Daoud Basha, le dernier Mamelouk fut aussi extraordinaire mais d’une autre façon et en plus d’exceller dans les objectifs militaires et les méthodes administratives, il était doté d’une fine acuité intellectuelle. Sous son règne, les savants religieux, les professeurs de lois et les historiens se rendirent fréquemment dans sa cour à Baghdad, où il sponsorisa un renouveau intellectuel, classé second après celui des premiers commandants Sibahi d’Iraq, Hassan et Ahmad Basha.
Daoud Basha bâtit des mosquées et des écoles et fournit de nouvelles possibilités d’emploi aux savants sounnis de Baghdad et de sa périphérie, et les invita à participer à la renaissance culturelle de la ville.
Daoud suivit l’exemple d’Ahmad et il est estimé qu’il construisit plus de 26 nouvelles écoles et mosquées cependant, contrairement à Ahmad, il participa aux délibérations de savants et de professeurs de lois sur un même pied d’égalité du fait qu’il compléta tous les stades d’éducation religieuse incombant à un savant et pouvait excellemment discuter des doctrines religieuses avec les savants islamiques. Après sa déposition en 1831, suite à une rébellion de grande envergure contre l’empire, Daoud fut pardonné par le sultan et passa le reste de ses jours comme un musulman dévot dans une des villes les plus sacrées de l’Islam, Madinah al-Mounawwarah.
Daoud fut essentiellement important parce qu’il gouverna Baghdad et Basra d’une main de fer tout en appliquant un mouvement de réforme dans les affaires économiques et militaires. Ses réformes furent axées sur la création d’une armée effective de 20000 soldats formés par un conseiller français qui intégra les Janissaires et les Gardes du Palais dans un seul corps de défense. Pour compléter cette transformation, Daoud établit aussi une usine de munitions et plusieurs autres d’armement. Daoud effectua aussi plusieurs raids systématiques sur les tribus irakiennes qui restreignaient le contrôle du gouvernement sur l’Iraq.

 



Les Britanniques

Au début du 18ème siècle, la Grande-Bretagne n’était pas seulement le pouvoir ascendant dans le Golfe et l’Océan Indien, mais ses représentants à Islamboul (Istanbul), Basra et Baghdad intervenait communément avec force dans la politique locale de la région, en grande partie à cause de l’importance du commerce britannique dans la région, surtout dans la ville-port de Basra, dont la communauté marchande, non moins que son gouverneur, dépendait de l’arrivée de grands navires commerciaux de l’Inde britannique, aussi bien que des centaines de plus petits vaisseaux commerciaux qui s’arrimaient régulièrement dans le port de Basra. Certes le prétexte économique ne cachera pas le but fondamental de ces opérations qui étaient de diminuer le pouvoir islamique ottoman grandissant, une guerre déguisée entre Islam et Christianisme qui culminera avec le dépeçage de l’état ottoman.
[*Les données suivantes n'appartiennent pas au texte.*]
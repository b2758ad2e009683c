//! Sequential multi-agent crew runner.
//!
//! A crew is an ordered list of stages; each stage pairs an agent persona with a task.
//! Stages run one after another and every stage sees the outputs of all earlier stages,
//! so later stages (consolidation, validation) build on research and debate.
//! Crews are immutable once built and are shared across tasks through `Arc`.

mod plans;

use crate::llm::{ChatMessage, LlmBackend, LlmError};
use std::sync::Arc;
use std::time::Instant;

pub use plans::{
    project_brief_crew, self_description_crew, APPROVED_PROMPT_KEY, BOT_APPROVED_PROMPT,
    USER_REQUEST_KEY,
};

/// Agent persona: who answers a task.
#[derive(Debug, Clone, PartialEq, Eq)]
pub struct AgentSpec {
    pub role: String,
    pub goal: String,
    pub backstory: String,
}

impl AgentSpec {
    pub fn new(role: impl Into<String>, goal: impl Into<String>, backstory: impl Into<String>) -> Self {
        Self {
            role: role.into(),
            goal: goal.into(),
            backstory: backstory.into(),
        }
    }

    fn system_prompt(&self) -> String {
        format!(
            "Você é {}. {}\n\nSeu objetivo pessoal é: {}",
            self.role, self.backstory, self.goal
        )
    }
}

/// What a stage must produce. `description` may contain `{key}` placeholders filled from kickoff inputs.
#[derive(Debug, Clone, PartialEq, Eq)]
pub struct TaskSpec {
    pub description: String,
    pub expected_output: String,
}

impl TaskSpec {
    pub fn new(description: impl Into<String>, expected_output: impl Into<String>) -> Self {
        Self {
            description: description.into(),
            expected_output: expected_output.into(),
        }
    }
}

#[derive(Debug, Clone)]
pub struct Stage {
    pub agent: Arc<AgentSpec>,
    pub task: TaskSpec,
}

/// Output of one finished stage.
#[derive(Debug, Clone)]
pub struct StageOutput {
    pub role: String,
    pub output: String,
}

/// Result of a full crew run. The last stage's output is the crew's answer.
#[derive(Debug, Clone)]
pub struct CrewOutput {
    pub stages: Vec<StageOutput>,
    pub duration_ms: u64,
}

impl CrewOutput {
    pub fn final_output(&self) -> &str {
        self.stages.last().map(|s| s.output.as_str()).unwrap_or("")
    }
}

#[derive(Debug, thiserror::Error)]
pub enum PipelineError {
    #[error("crew {0} has no stages")]
    NoStages(String),
    #[error("stage {stage} ({role}) failed: {source}")]
    Stage {
        stage: usize,
        role: String,
        #[source]
        source: LlmError,
    },
    #[error("crew produced empty output")]
    EmptyOutput,
    #[error("crew timed out after {0}s")]
    Timeout(u64),
}

/// Ordered stages run sequentially against one LLM backend.
#[derive(Debug, Clone)]
pub struct Crew {
    name: String,
    stages: Vec<Stage>,
}

impl Crew {
    pub fn new(name: impl Into<String>) -> Self {
        Self {
            name: name.into(),
            stages: Vec::new(),
        }
    }

    /// Append a stage.
    pub fn stage(mut self, agent: Arc<AgentSpec>, task: TaskSpec) -> Self {
        self.stages.push(Stage { agent, task });
        self
    }

    pub fn name(&self) -> &str {
        &self.name
    }

    pub fn stages(&self) -> &[Stage] {
        &self.stages
    }

    /// Run every stage in order. Inputs fill `{key}` placeholders in task descriptions.
    /// Stops at the first failing stage.
    pub async fn kickoff(
        &self,
        llm: &dyn LlmBackend,
        inputs: &[(&str, &str)],
    ) -> Result<CrewOutput, PipelineError> {
        if self.stages.is_empty() {
            return Err(PipelineError::NoStages(self.name.clone()));
        }
        let started = Instant::now();
        let total = self.stages.len();
        log::info!("crew {}: starting {} stage(s) on {}", self.name, total, llm.model());

        let mut done: Vec<StageOutput> = Vec::with_capacity(total);
        for (i, stage) in self.stages.iter().enumerate() {
            let stage_no = i + 1;
            log::info!(
                "crew {}: stage {}/{} ({})",
                self.name,
                stage_no,
                total,
                stage.agent.role
            );
            let messages = stage_messages(stage, inputs, &done);
            let output = llm
                .chat(messages)
                .await
                .map_err(|source| PipelineError::Stage {
                    stage: stage_no,
                    role: stage.agent.role.clone(),
                    source,
                })?;
            log::debug!(
                "crew {}: stage {} produced {} chars",
                self.name,
                stage_no,
                output.len()
            );
            done.push(StageOutput {
                role: stage.agent.role.clone(),
                output,
            });
        }

        let out = CrewOutput {
            stages: done,
            duration_ms: started.elapsed().as_millis() as u64,
        };
        if out.final_output().trim().is_empty() {
            return Err(PipelineError::EmptyOutput);
        }
        log::info!("crew {}: finished in {} ms", self.name, out.duration_ms);
        Ok(out)
    }
}

/// Replace each `{key}` with its value. Unknown placeholders stay as written.
pub fn render_template(template: &str, inputs: &[(&str, &str)]) -> String {
    let mut out = template.to_string();
    for (key, value) in inputs {
        out = out.replace(&format!("{{{}}}", key), value);
    }
    out
}

/// Messages for one stage: persona as system message, task plus prior outputs as the user turn.
fn stage_messages(stage: &Stage, inputs: &[(&str, &str)], previous: &[StageOutput]) -> Vec<ChatMessage> {
    let mut prompt = format!(
        "Tarefa atual: {}\n\nEste é o resultado esperado: {}\n",
        render_template(&stage.task.description, inputs),
        stage.task.expected_output
    );
    if !previous.is_empty() {
        prompt.push_str("\nContexto das tarefas anteriores:\n");
        for p in previous {
            prompt.push_str("\n--- ");
            prompt.push_str(&p.role);
            prompt.push_str(" ---\n");
            prompt.push_str(p.output.trim());
            prompt.push('\n');
        }
    }
    prompt.push_str("\nComece! Entregue sua resposta final completa.");
    vec![
        ChatMessage::system(stage.agent.system_prompt()),
        ChatMessage::user(prompt),
    ]
}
Il existe des preuves historiques que certains bachas Mamalik furent confirmés dans le pouvoir suite à l’influence britannique dans Istanbul. En fait, l’autorité britannique devint si significative qu’il est estimé que durant les trois dernières décades du règne des Mamalik et jusqu’en 1831, tout Moutassalim (député gouverneur) de Basra ne pouvait conserver son pouvoir sans le soutien britannique ou son consentement.

Avant le début du 19ème siècle, l’armée ottomane était composée de troupes impériales et majoritairement de Janissaires qui avaient infiltré le commerce et l’industrie d’Istanbul aussi bien que les provinces européennes et arabes, en créant des alliances locales qui dirigeaient souvent les comptoirs commerciaux selon les ordres du gouvernement central qu’ils étaient censés servir et obéir. Lors de deux ou trois occasions, les Janissaires organisèrent des coups et expulsèrent le sultan en personne. La menace janissaire devint si alarmante que sa fin était inévitable quand le sultan Mahmoud Thani (Deux) les massacra en masse et opta pour l’introduction d’une force militaire plus centralisée et totalement sous son commandement.
Cette nouvelle force, l’armée permanente ottomane fut formée et supervisée par des Occidentaux qui fondèrent de nouvelles écoles militaires utilisant les tactiques, les stratégies et l’armement européen. Si les Ottomans avaient étudié l’histoire des Abbassides et comment les Turcs furent introduits dans le gouvernement abbaside aux dépens des Arabes, ils auraient pu éviter un désastre majeur.
Il fallut un demi-siècle pour concrétiser cette armée qui permit de gagner plusieurs importantes batailles dans les premières phases de Première Guerre mondiale.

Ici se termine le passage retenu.